** The input follows **
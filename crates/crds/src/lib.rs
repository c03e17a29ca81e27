//! GitLab provider CRD definitions
//!
//! Kubernetes Custom Resource Definitions for the managed GitLab resources,
//! the ProviderConfig they reference, and the managed-resource contract
//! (`ManagedResource`) the reconciler drives them through.

pub mod groups;
pub mod id_or_path;
pub mod instance;
pub mod managed;
pub mod projects;
pub mod provider_config;
pub mod references;
pub mod shared;

pub use groups::*;
pub use id_or_path::*;
pub use instance::*;
pub use managed::*;
pub use projects::*;
pub use provider_config::*;
pub use references::*;
pub use shared::*;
** End of The input **
**Task statement**
Emit the records above again, exactly, with no line skipped.

**Result for this task**
filename crates/crds/src/lib.rs
repository c03e17a29ca81e27
//! GitLab provider CRD definitions
//!
//! Kubernetes Custom Resource Definitions for the managed GitLab resources,
//! the ProviderConfig they reference, and the managed-resource contract
//! (`ManagedResource`) the reconciler drives them through.

pub mod groups;
pub mod id_or_path;
pub mod instance;
pub mod managed;
pub mod projects;
pub mod provider_config;
pub mod references;
pub mod shared;

pub use groups::*;
pub use id_or_path::*;
pub use instance::*;
pub use managed::*;
pub use projects::*;
pub use provider_config::*;
pub use references::*;
pub use shared::*;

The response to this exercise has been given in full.